::: INFORMATION PROVIDED

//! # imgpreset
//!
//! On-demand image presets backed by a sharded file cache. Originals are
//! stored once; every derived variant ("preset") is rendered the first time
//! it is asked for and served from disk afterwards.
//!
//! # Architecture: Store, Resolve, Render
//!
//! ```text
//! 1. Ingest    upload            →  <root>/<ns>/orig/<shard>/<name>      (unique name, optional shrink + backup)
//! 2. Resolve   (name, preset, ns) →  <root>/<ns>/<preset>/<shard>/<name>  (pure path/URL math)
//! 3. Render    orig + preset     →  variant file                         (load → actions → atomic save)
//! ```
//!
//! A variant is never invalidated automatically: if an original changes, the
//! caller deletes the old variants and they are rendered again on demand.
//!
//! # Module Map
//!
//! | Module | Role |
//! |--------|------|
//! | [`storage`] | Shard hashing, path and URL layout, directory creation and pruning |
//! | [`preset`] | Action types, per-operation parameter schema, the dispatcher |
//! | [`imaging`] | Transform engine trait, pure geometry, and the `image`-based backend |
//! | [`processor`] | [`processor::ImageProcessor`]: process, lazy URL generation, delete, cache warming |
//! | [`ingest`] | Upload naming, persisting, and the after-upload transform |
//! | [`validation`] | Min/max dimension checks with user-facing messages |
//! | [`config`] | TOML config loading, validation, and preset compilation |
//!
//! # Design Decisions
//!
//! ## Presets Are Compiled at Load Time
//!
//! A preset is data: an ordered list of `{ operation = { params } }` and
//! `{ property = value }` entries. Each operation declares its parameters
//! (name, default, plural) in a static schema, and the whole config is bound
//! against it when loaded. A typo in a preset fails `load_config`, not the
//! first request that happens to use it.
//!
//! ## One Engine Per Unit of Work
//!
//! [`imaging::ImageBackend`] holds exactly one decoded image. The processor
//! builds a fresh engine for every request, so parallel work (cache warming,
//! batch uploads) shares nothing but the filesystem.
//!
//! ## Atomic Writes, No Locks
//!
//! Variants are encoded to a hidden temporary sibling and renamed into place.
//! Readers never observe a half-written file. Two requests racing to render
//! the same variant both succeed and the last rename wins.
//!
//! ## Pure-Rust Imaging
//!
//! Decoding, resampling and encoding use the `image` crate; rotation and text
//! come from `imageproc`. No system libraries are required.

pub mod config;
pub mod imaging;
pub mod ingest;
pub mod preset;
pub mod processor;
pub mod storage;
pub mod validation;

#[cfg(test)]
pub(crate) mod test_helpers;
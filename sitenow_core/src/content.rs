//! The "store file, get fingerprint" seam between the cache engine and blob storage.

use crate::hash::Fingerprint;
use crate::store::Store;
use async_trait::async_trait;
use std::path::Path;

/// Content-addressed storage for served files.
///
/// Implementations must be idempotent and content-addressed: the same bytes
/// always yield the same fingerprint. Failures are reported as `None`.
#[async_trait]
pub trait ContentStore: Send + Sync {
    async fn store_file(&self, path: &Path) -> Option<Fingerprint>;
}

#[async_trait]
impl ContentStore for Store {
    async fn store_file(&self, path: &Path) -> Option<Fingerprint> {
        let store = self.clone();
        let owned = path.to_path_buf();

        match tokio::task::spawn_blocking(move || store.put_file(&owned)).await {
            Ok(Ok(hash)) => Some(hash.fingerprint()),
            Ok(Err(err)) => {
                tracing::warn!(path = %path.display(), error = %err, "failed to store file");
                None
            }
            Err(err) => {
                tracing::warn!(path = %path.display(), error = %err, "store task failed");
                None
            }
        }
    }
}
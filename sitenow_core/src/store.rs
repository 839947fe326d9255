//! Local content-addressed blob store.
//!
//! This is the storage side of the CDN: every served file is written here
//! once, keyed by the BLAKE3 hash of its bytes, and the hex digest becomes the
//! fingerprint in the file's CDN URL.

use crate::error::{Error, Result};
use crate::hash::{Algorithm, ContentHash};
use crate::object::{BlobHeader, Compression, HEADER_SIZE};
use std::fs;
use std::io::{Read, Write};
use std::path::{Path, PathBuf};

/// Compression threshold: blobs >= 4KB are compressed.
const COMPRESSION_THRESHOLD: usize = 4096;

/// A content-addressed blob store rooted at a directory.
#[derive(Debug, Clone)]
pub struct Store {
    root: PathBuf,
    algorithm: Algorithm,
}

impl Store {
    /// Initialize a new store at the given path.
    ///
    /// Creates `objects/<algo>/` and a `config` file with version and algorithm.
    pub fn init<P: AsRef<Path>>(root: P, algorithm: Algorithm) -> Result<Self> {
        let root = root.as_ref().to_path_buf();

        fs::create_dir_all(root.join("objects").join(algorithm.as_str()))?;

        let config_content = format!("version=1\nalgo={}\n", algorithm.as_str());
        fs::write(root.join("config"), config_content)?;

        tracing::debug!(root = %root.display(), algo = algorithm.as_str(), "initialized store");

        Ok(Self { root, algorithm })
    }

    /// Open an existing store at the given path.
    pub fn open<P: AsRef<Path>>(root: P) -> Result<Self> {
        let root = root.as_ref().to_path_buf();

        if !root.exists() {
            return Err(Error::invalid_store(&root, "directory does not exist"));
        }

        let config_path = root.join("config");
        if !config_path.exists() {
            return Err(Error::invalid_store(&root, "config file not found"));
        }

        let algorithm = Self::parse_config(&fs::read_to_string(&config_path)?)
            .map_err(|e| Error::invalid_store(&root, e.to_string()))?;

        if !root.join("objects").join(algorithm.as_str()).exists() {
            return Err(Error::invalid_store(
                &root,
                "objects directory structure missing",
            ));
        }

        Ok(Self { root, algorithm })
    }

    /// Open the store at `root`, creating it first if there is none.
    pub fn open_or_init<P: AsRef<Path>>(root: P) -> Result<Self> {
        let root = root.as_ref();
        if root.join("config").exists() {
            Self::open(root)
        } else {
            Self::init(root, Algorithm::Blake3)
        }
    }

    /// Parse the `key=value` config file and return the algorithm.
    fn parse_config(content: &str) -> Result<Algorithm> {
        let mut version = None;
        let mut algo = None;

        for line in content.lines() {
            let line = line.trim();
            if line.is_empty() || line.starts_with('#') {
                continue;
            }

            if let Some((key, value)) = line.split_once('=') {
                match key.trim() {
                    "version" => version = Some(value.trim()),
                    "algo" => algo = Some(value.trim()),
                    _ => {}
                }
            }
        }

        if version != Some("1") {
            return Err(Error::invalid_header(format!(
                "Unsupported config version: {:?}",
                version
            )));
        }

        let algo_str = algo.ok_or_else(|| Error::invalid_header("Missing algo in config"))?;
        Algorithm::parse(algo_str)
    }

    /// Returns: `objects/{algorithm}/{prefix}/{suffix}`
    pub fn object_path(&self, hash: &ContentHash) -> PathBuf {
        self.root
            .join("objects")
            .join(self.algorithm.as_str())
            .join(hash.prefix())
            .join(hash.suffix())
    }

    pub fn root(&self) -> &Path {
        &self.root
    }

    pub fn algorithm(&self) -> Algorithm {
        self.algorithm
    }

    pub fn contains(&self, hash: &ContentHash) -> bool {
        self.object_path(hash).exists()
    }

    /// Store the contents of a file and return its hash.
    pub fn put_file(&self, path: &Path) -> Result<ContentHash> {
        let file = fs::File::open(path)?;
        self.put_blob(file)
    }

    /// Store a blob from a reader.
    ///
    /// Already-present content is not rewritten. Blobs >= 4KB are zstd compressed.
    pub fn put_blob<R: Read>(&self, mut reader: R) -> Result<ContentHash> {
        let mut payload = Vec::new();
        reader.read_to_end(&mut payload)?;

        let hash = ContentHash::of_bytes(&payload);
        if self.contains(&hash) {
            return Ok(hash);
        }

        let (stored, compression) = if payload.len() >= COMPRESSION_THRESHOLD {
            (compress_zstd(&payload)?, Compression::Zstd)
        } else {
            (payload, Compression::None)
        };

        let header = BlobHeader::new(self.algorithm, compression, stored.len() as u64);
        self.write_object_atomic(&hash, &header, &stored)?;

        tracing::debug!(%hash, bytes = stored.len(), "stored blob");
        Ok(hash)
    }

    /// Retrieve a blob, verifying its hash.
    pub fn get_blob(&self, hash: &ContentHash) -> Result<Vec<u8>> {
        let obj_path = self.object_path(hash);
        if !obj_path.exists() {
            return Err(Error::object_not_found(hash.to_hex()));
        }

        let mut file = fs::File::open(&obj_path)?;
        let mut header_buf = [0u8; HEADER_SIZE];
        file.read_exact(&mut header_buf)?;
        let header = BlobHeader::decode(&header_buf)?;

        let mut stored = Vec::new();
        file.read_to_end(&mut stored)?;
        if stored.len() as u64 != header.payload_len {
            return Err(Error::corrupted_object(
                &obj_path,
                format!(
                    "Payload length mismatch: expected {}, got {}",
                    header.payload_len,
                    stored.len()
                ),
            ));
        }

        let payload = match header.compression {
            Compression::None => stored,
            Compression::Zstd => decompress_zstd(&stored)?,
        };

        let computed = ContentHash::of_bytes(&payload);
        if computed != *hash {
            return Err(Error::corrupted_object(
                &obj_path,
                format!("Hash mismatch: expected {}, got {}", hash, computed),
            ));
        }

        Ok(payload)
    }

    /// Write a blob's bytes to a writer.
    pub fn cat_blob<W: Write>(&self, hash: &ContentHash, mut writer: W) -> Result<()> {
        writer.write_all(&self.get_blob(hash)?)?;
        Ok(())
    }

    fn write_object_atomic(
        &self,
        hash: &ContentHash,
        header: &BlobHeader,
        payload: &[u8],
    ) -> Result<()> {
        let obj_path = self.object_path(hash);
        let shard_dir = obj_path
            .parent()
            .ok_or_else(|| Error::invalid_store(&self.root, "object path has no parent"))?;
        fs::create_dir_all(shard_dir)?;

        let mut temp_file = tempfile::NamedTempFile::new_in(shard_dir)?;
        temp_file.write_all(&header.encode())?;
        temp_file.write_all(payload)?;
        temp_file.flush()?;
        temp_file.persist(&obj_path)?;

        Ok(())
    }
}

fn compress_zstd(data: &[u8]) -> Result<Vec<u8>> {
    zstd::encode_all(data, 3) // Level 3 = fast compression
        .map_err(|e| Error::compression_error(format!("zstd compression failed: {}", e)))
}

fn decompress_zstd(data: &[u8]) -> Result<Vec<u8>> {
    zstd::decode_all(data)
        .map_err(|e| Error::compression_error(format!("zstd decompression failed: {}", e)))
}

::::::

- [EXERCISE DESCRIPTION]:
Would you output, unchanged, each line from the start of the records to the line that holds "and pruning |", both included and nothing else?

- [ANSWER BELOW]:
//! # imgpreset
//!
//! On-demand image presets backed by a sharded file cache. Originals are
//! stored once; every derived variant ("preset") is rendered the first time
//! it is asked for and served from disk afterwards.
//!
//! # Architecture: Store, Resolve, Render
//!
//! ```text
//! 1. Ingest    upload            →  <root>/<ns>/orig/<shard>/<name>      (unique name, optional shrink + backup)
//! 2. Resolve   (name, preset, ns) →  <root>/<ns>/<preset>/<shard>/<name>  (pure path/URL math)
//! 3. Render    orig + preset     →  variant file                         (load → actions → atomic save)
//! ```
//!
//! A variant is never invalidated automatically: if an original changes, the
//! caller deletes the old variants and they are rendered again on demand.
//!
//! # Module Map
//!
//! | Module | Role |
//! |--------|------|
//! | [`storage`] | Shard hashing, path and URL layout, directory creation and pruning |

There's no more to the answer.